Kinésithérapeute de formation, Régine Detambel a publié son premier ouvrage aux éditions Julliard, en janvier 1990. Depuis, elle a publié des romans (Pandémonium, Gallimard, 2006 ; Sur l’aile, Mercure de France, 2010 ; Son corps extrême, Actes Sud, 2011), des nouvelles (50 histoires fraîches, Gallimard, 2010), des textes brefs (Graveurs d'enfance, Folio, 2001), de la poésie (aux éditions Fata Morgana et Champ Vallon), des essais (Petit éloge de la peau, Folio, 2007 ; ainsi que des ouvrages numériques, chez publie.net (Les corpulents...). Ses ouvrages, traduits dans une dizaine de langues, témoignent notamment de l’attention portée aux corps aimants, souffrants, vieillissants ou violentés. Le regard des philosophes et des plasticiens qu’elle interroge lui permet de déployer cette expérience dans son œuvre. Chevalier des Arts et Lettres, Régine Detambel est également lauréate de la bourse Cino del Duca et du prix Anna de Noailles de l’Académie française.
Après un accident dont on ne saura pas vraiment s’il ne s’agissait pas d’un suicide, Alice, la cinquantaine, se retrouve à l’hôpital. Deux ans durant, du coma à la rééducation, elle va vivre à l’écoute de son corps, comme une chenille dans son cocon attentive à la moindre métamorphose. Mais ce corps a un passé, convoqué au fil du récit, et dont la mémoire vient perturber la lente reconstruction de la personnalité au sein du corps meurtri. Très charnel, très imagé, le récit traque la douleur et l’angoisse au plus près de la sensation.
La narration fonctionne surtout par scènes déterminantes, presque symboliques, qui sont autant de prises de conscience. Dans la mémoire, d’abord. Alice a un passé d’épouse, de mère, et de divorcée. Un passé aussi douloureux que son corps. Mais ce sont des instants précis qui lui reviennent en mémoire. Les scènes, très dures, sont à la limite du supportable. Elles font partie de la douleur, donc de la métamorphose.

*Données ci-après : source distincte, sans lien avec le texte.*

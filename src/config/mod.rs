//! Configuration file support for emutouch.
//!
//! Settings are read from `~/.config/emutouch/config.toml` unless a path is
//! given explicitly. Missing files and missing keys fall back to defaults.

pub mod types;

pub use types::{GestureConfig, KeyboardConfig};

use anyhow::{Context, Result};
use log::{debug, info};
use schemars::JsonSchema;
use serde::{Deserialize, Serialize};
use std::fs;
use std::path::{Path, PathBuf};

/// Root configuration.
///
/// # Example TOML
/// ```toml
/// [gesture]
/// enabled = true
/// position_change_threshold = 20.0
/// mouse_hold_interval_ms = 1000
/// haptic_feedback = true
///
/// [keyboard]
/// show_on_start = true
/// start_with_alternate = false
/// ```
#[derive(Debug, Clone, Serialize, Deserialize, Default, JsonSchema)]
pub struct Config {
    /// Touch-to-mouse emulation
    #[serde(default)]
    pub gesture: GestureConfig,

    /// On-screen keyboard
    #[serde(default)]
    pub keyboard: KeyboardConfig,
}

impl Config {
    /// Clamps out-of-range values, logging a warning for each one.
    ///
    /// Validated ranges:
    /// - `position_change_threshold`: 1.0 - 200.0
    /// - `mouse_hold_interval_ms`: 100 - 5000
    fn validate_and_clamp(&mut self) {
        let threshold = self.gesture.position_change_threshold;
        if !(1.0..=200.0).contains(&threshold) {
            log::warn!(
                "Invalid position_change_threshold {:.1}, clamping to 1.0-200.0 range",
                threshold
            );
            // NaN fails the range check but survives clamp; use the default.
            self.gesture.position_change_threshold = if threshold.is_nan() {
                GestureConfig::default().position_change_threshold
            } else {
                threshold.clamp(1.0, 200.0)
            };
        }

        if !(100..=5000).contains(&self.gesture.mouse_hold_interval_ms) {
            log::warn!(
                "Invalid mouse_hold_interval_ms {}, clamping to 100-5000 range",
                self.gesture.mouse_hold_interval_ms
            );
            self.gesture.mouse_hold_interval_ms = self.gesture.mouse_hold_interval_ms.clamp(100, 5000);
        }
    }

    /// Returns the path to the configuration file.
    ///
    /// # Errors
    /// Returns an error if the config directory cannot be determined (e.g., HOME not set).
    pub fn get_config_path() -> Result<PathBuf> {
        let config_dir = dirs::config_dir()
            .context("Could not find config directory")?
            .join("emutouch");

        Ok(config_dir.join("config.toml"))
    }

    /// Loads configuration from the default location, or defaults if absent.
    pub fn load() -> Result<Self> {
        let config_path = Self::get_config_path()?;
        Self::load_from(&config_path)
    }

    /// Loads configuration from `config_path`, or defaults if the file does
    /// not exist. Loaded values are validated and clamped.
    ///
    /// # Errors
    /// Returns an error if the file exists but cannot be read or parsed.
    pub fn load_from(config_path: &Path) -> Result<Self> {
        if !config_path.exists() {
            info!("Config file not found, using defaults");
            debug!("Expected config at: {}", config_path.display());
            return Ok(Self::default());
        }

        let config_str = fs::read_to_string(config_path)
            .with_context(|| format!("Failed to read config from {}", config_path.display()))?;

        let mut config = Self::from_toml(&config_str)
            .with_context(|| format!("Failed to parse config from {}", config_path.display()))?;

        info!("Loaded config from {}", config_path.display());
        debug!("Config: {:?}", config);

        config.validate_and_clamp();
        Ok(config)
    }

    /// Parses configuration text without clamping.
    pub fn from_toml(text: &str) -> Result<Self> {
        Ok(toml::from_str(text)?)
    }

    /// Serializes the configuration as pretty TOML.
    pub fn to_toml(&self) -> Result<String> {
        toml::to_string_pretty(self).context("Failed to serialize config")
    }

    /// JSON schema describing the configuration file.
    pub fn json_schema() -> schemars::Schema {
        schemars::schema_for!(Config)
    }
}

Derrière la douleur, il y a le néant, qui ne se confond pas tout à fait avec la mort. Le vide profond d’Alice, qui tient à un souvenir de petite enfance (sa mère s’est suicidée en se jetant dans le vide, son bébé dans les bras), à la réalité de l’accidentée devant lâcher ses béquilles pour réapprendre à marcher, à la sensation de se défaire d’elle-même pour devenir une autre. Car c’est dans ce vide que le corps se réveille. « Au quatrième pas, le corps est un dieu.» Le récit est celui d’une résurgence au creux de la douleur et de l’abandon. Un subtil mélange d’humour, de gravité, de poésie, de lucidité glaçante et d’images exubérantes, lui donne un ton très personnel, entre le détachement et l’implication extrêmes.